MANAGEMENT’S DISCUSSION AND ANALYSIS
Nine-month period ended September 30, 2006 compared to the nine-month period ended September 30, 2005
Investing activities in the first nine months of 2006 resulted in use of cash, net of grants and disposal, in the amount of $4,008,880. Of this amount, $4,065,042 was incurred in the acquisition of capital assets, $16,651 was expended on patents, $100,000 was incurred in the purchase IPO shares of Renewable Oil Corp, and that were partially offset by a $172,813 decrease in restricted cash. Investing activities in the first nine months of 2005 resulted in use of cash, net of grants and disposal, in the amount of $1,877,694. Of this amount, $1,856,925 was incurred in the acquisition of capital assets, $20,769 was expended on patents.
1.7 Capital Resources
As at September 30, 2006, the Company had working capital of $9,968,195, has an accumulated deficit of $68,988,104 and has incurred a net loss of $10,140,707 for the nine months period ended September 30, 2006.
Dynamotive began generating commercial sales from its core BioOil operations but remains dependent on financing activities to fund its operations. The proceeds from the recent equity financing, together with Technology Partnerships Canada (“TPC”) and Sustainable Development Technology Canada (“SDTC”) funding, will be applied to finance the Company’s ongoing research and development and commercial demonstration activities and to support its efforts to obtain the award of customer contracts. Dynamotive will be required to raise sufficient additional funds to finance its commercialization strategy. The raising of additional finance to fund operations is subject to uncertainty. There is no assurance that such financing will be available on commercially reasonable terms, if at all. Dynamotive’s operations are subject to all of the risks inherent in the establishment of a new business enterprise and in particular Dynamotive will require significant additional financing in the future to develop and market its technology to its full potential.
During the first quarter of 2004, the Company signed a Contribution Agreement with SDTC whereby SDTC will contribute $4.5 million (C$5 million) to the capital cost of the Company’s West Lorne 100 TPD BioOil co-generation project development. This amount is a grant and is accounted for as a reduction in the capital cost of the project. As of September 30, 2006, the Company received payment of $4.0 million (C$4.5 million) from SDTC.
In addition to contemplated equity offerings during 2006, the Company expects to receive the remaining amounts claimed from the TPC program for research & development and demonstration project related expenditures and from SDTC as described above. The Company expects to receive in 2006 the US$1.1 million (C$1.2 million) remaining in the TPC project funding and the $0.45 million (C$0.5 million) remaining in the SDTC project funding.
During the first quarter of 2006, the Company raised subscription funds of $10.1 million relating to the private placement commenced during the first quarter of 2004 at subscription prices ranging from $0.62 to $1.06 per share. 13.0 million Shares and 2.7 million Common Share Purchase Warrants were issued as a result of this funding.
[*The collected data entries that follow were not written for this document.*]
//! Terminal rendering of browse views with comfy-table.

use comfy_table::modifiers::UTF8_ROUND_CORNERS;
use comfy_table::presets::UTF8_FULL_CONDENSED;
use comfy_table::{Attribute, Cell, CellAlignment, Color, ContentArrangement, Table};

use catalog_engine::{BrowseView, FacetValues, PartitionView, ViewBody, ViewStatus};
use catalog_model::{ListingSchema, PRESET_NAMES, Record};

/// Label for records without a partition value.
pub const UNPARTITIONED_LABEL: &str = "(none)";

/// Columns shown for a listing: id, search fields, facets, then the
/// partition field, each once.
pub fn columns(schema: &ListingSchema) -> Vec<&str> {
    let mut columns: Vec<&str> = Vec::new();
    let candidates = schema
        .search_fields
        .iter()
        .chain(schema.facets.iter().map(|f| &f.field))
        .chain(schema.partition_field.iter());
    for field in candidates {
        if !columns.contains(&field.as_str()) {
            columns.push(field);
        }
    }
    columns
}

pub fn record_table(schema: &ListingSchema, records: &[&Record]) -> Table {
    let fields = columns(schema);
    let mut table = Table::new();
    let mut header = vec![header_cell("ID")];
    header.extend(fields.iter().map(|f| header_cell(f)));
    table.set_header(header);
    apply_table_style(&mut table);
    for record in records {
        let mut row = vec![Cell::new(record.id.as_str())];
        row.extend(fields.iter().map(|field| match record.get(field) {
            Some(value) => Cell::new(value),
            None => dim_cell("-"),
        }));
        table.add_row(row);
    }
    table
}

pub fn facets_table(facets: &[FacetValues]) -> Table {
    let mut table = Table::new();
    table.set_header(vec![
        header_cell("Facet"),
        header_cell("Values"),
        header_cell("Count"),
    ]);
    apply_table_style(&mut table);
    for facet in facets {
        let values = facet
            .values
            .iter()
            .map(ToString::to_string)
            .collect::<Vec<_>>()
            .join(", ");
        table.add_row(vec![
            Cell::new(&facet.field).add_attribute(Attribute::Bold),
            if values.is_empty() {
                dim_cell("(no values)")
            } else {
                Cell::new(values)
            },
            Cell::new(facet.values.len()).set_alignment(CellAlignment::Right),
        ]);
    }
    table
}

pub fn listings_table() -> Table {
    let mut table = Table::new();
    table.set_header(vec![
        header_cell("Listing"),
        header_cell("Search fields"),
        header_cell("Facets"),
        header_cell("Grouped by"),
    ]);
    apply_table_style(&mut table);
    for name in PRESET_NAMES {
        let Ok(schema) = ListingSchema::preset(name) else {
            continue;
        };
        let facets = schema
            .facets
            .iter()
            .map(|f| f.field.as_str())
            .collect::<Vec<_>>()
            .join(", ");
        table.add_row(vec![
            Cell::new(name).fg(Color::Cyan),
            Cell::new(schema.search_fields.join(", ")),
            Cell::new(facets),
            match &schema.partition_field {
                Some(field) => Cell::new(field),
                None => dim_cell("-"),
            },
        ]);
    }
    table
}

pub fn partition_label(key: &str) -> &str {
    if key.is_empty() {
        UNPARTITIONED_LABEL
    } else {
        key
    }
}

/// Page buttons as `1 [2] 3 4 5`, the current page bracketed.
pub fn page_bar(view: &BrowseView<'_>) -> String {
    view.page_buttons
        .iter()
        .map(|&page| {
            if page == view.current_page {
                format!("[{page}]")
            } else {
                page.to_string()
            }
        })
        .collect::<Vec<_>>()
        .join(" ")
}

/// Full text rendering of a view.
pub fn render_view(view: &BrowseView<'_>, schema: &ListingSchema) -> String {
    let mut out = String::new();
    out.push_str(&format!(
        "Listing: {} ({} matching)\n",
        view.listing, view.total_filtered
    ));
    if !view.committed_query.is_empty() {
        out.push_str(&format!("Search: \"{}\"\n", view.committed_query));
    }

    match view.status {
        ViewStatus::Loading => {
            out.push_str("Loading...\n");
            return out;
        }
        ViewStatus::NoData => {
            out.push_str("No records available.\n");
            return out;
        }
        ViewStatus::NoMatches => {
            out.push_str("No records match the current search and filters.\n");
            if view.has_constraints {
                out.push_str("Clear the search and facets to see every record.\n");
            }
            return out;
        }
        ViewStatus::Ready => {}
    }

    match &view.body {
        ViewBody::Flat { records } => {
            out.push_str(&format!("{}\n", record_table(schema, records)));
            out.push_str(&format!(
                "Page {} of {}   {}\n",
                view.current_page,
                view.total_pages,
                page_bar(view)
            ));
        }
        ViewBody::Grouped { partitions } => {
            for partition in partitions {
                render_partition(&mut out, partition, schema);
            }
        }
    }
    out
}

fn render_partition(out: &mut String, partition: &PartitionView<'_>, schema: &ListingSchema) {
    let marker = if partition.expanded { "v" } else { ">" };
    out.push_str(&format!(
        "{marker} {} ({})\n",
        partition_label(&partition.key),
        partition.count
    ));
    if partition.expanded {
        out.push_str(&format!("{}\n", record_table(schema, &partition.records)));
    }
}

fn apply_table_style(table: &mut Table) {
    table
        .load_preset(UTF8_FULL_CONDENSED)
        .apply_modifier(UTF8_ROUND_CORNERS)
        .set_content_arrangement(ContentArrangement::Dynamic)
        .set_width(120);
}

fn header_cell(label: &str) -> Cell {
    Cell::new(label)
        .fg(Color::Cyan)
        .add_attribute(Attribute::Bold)
}

fn dim_cell<T: ToString>(value: T) -> Cell {
    Cell::new(value.to_string()).fg(Color::DarkGrey)
}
During the second quarter of 2006, the Company raised total subscription funds of $9.3 million from private placement commenced during the first quarter of 2004 ($0.2 million at subscription prices ranging from $0.81 to $1.35 per share) and from the private placement commenced during the second quarter of 2006 ($9.1 million at subscription prices ranging from $0.86 to $1.33 per share). 8.0 million Shares and 4.0 million Common Share Purchase Warrants were issued as a result of these subscriptions.
| Q3/2006 Restated Management’s Discussion and Analysis | Page 7 of 11 |
Dynamotive Energy Systems Corp.
MANAGEMENT’S DISCUSSION AND ANALYSIS
Nine-month period ended September 30, 2006 compared to the nine-month period ended September 30, 2005
In the third quarter of 2006, the Company did not raise any subscription funds from private placements and therefore no Share and Common Share Purchase Warrant were issued in this regard.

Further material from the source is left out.